Since the nonvolatile devices suffer from writing performance loss and limited endurance, most nonvolatile processors adopt the hybrid structure of nonvolatile flip-flops in Figure 4. The main concept is to isolate the nonvolatile device from the CMOS flip-flop with switches (M1 and M2), and the nonvolatile devices perform store/recall operations only when power failures happen.

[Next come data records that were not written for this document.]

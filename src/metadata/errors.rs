//! Error type for catalog operations.
//!
//! Every [`DataHubClient`](crate::DataHubClient) operation fails with one of
//! two kinds:
//!
//! - [`DataHubError::InvalidArgument`]: rejected client-side, nothing was sent
//! - [`DataHubError::RequestFailed`]: the round trip failed, for any reason
//!   (network, non-2xx status, GraphQL errors in the envelope, a response
//!   that does not decode)
//!
//! # Example
//!
//! ```rust,ignore
//! use datahub_edp::DataHubError;
//!
//! match client.create_tag("pii", "Personal data").await {
//!     Ok(urn) => println!("Created {}", urn),
//!     Err(DataHubError::InvalidArgument { argument, reason }) => {
//!         println!("Bad {}: {}", argument, reason);
//!     }
//!     Err(DataHubError::RequestFailed(e)) => println!("DataHub said no: {}", e),
//! }
//! ```

use serde::Serialize;
use thiserror::Error;

use crate::clients::graphql::GraphqlError;

/// Error type for DataHub catalog operations.
#[derive(Debug, Error)]
pub enum DataHubError {
    /// An argument failed client-side validation; no request was sent.
    #[error("Invalid argument '{argument}': {reason}")]
    InvalidArgument {
        /// Name of the offending argument.
        argument: &'static str,
        /// Why it was rejected.
        reason: String,
    },

    /// The request was sent and failed.
    #[error("DataHub request failed: {0}")]
    RequestFailed(#[from] GraphqlError),
}

impl DataHubError {
    pub(crate) fn invalid(argument: &'static str, reason: impl Into<String>) -> Self {
        Self::InvalidArgument {
            argument,
            reason: reason.into(),
        }
    }
}

/// Rejects empty or whitespace-only identifiers.
pub(crate) fn require_non_empty(argument: &'static str, value: &str) -> Result<(), DataHubError> {
    if value.trim().is_empty() {
        return Err(DataHubError::invalid(argument, "must not be empty"));
    }
    Ok(())
}

/// Rejects an empty list, or a list containing an empty identifier.
pub(crate) fn require_non_empty_list<S: AsRef<str>>(
    argument: &'static str,
    values: &[S],
) -> Result<(), DataHubError> {
    if values.is_empty() {
        return Err(DataHubError::invalid(argument, "must contain at least one URN"));
    }
    if let Some(position) = values.iter().position(|v| v.as_ref().trim().is_empty()) {
        return Err(DataHubError::invalid(
            argument,
            format!("entry {position} must not be empty"),
        ));
    }
    Ok(())
}

/// Rejects pagination bounds that do not fit GraphQL's signed 32-bit `Int`.
pub(crate) fn require_page_window(start: u32, count: u32) -> Result<(), DataHubError> {
    if i32::try_from(start).is_err() {
        return Err(DataHubError::invalid(
            "start",
            format!("{start} exceeds the GraphQL Int maximum of {}", i32::MAX),
        ));
    }
    if i32::try_from(count).is_err() {
        return Err(DataHubError::invalid(
            "count",
            format!("{count} exceeds the GraphQL Int maximum of {}", i32::MAX),
        ));
    }
    Ok(())
}

/// Converts a typed input into a GraphQL variable value.
pub(crate) fn to_variable<T: Serialize>(
    argument: &'static str,
    value: &T,
) -> Result<serde_json::Value, DataHubError> {
    serde_json::to_value(value).map_err(|e| DataHubError::invalid(argument, e.to_string()))
}

#[cfg(test)]
mod tests {
    use super::*;

    #[test]
    fn test_require_non_empty() {
        assert!(require_non_empty("urn", "urn:li:tag:pii").is_ok());
        assert!(matches!(
            require_non_empty("urn", ""),
            Err(DataHubError::InvalidArgument { argument: "urn", .. })
        ));
        assert!(require_non_empty("urn", "  \t").is_err());
    }

    #[test]
    fn test_require_non_empty_list() {
        assert!(require_non_empty_list("tag_urns", &["urn:li:tag:a"]).is_ok());

        let empty: [&str; 0] = [];
        let error = require_non_empty_list("tag_urns", &empty).unwrap_err();
        assert!(error.to_string().contains("at least one URN"));

        let error = require_non_empty_list("resource_urns", &["urn:li:dataset:d1", ""]).unwrap_err();
        assert!(error.to_string().contains("entry 1"));
    }

    #[test]
    fn test_require_page_window() {
        assert!(require_page_window(0, 0).is_ok());
        assert!(require_page_window(i32::MAX as u32, i32::MAX as u32).is_ok());
        assert!(matches!(
            require_page_window(i32::MAX as u32 + 1, 10),
            Err(DataHubError::InvalidArgument { argument: "start", .. })
        ));
        assert!(matches!(
            require_page_window(0, u32::MAX),
            Err(DataHubError::InvalidArgument { argument: "count", .. })
        ));
    }

    #[test]
    fn test_request_failed_wraps_graphql_error() {
        let error: DataHubError = GraphqlError::MissingData.into();
        assert!(matches!(error, DataHubError::RequestFailed(_)));
        assert_eq!(
            error.to_string(),
            "DataHub request failed: GraphQL response contained no data"
        );
    }
}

Figure 4: The typical structure of a hybrid NVFF

Various types of emerging memory devices have been employed in the NVFF, including FeRAM, STT-MRAM, RRAM, IGZO [3, 4, 5, 6, 7, 8]. Table 1 compares their performance of data store and recall. The fastest store and recall time is reduced to several nanoseconds and the energy is below 10pJ/bit.

#### 3.2 Nonvolatile SRAM

Figure 5(b) illustrates the concept of nonvolatile-SRAM (n-vSRAM), which forms a direct bit-to-bit connection between a SRAM cell and NVM devices within a single cell. The nvSRAM achieves fast parallel data transfer and fast store/restore than 2-macro schemes (see in Figure 5(a)).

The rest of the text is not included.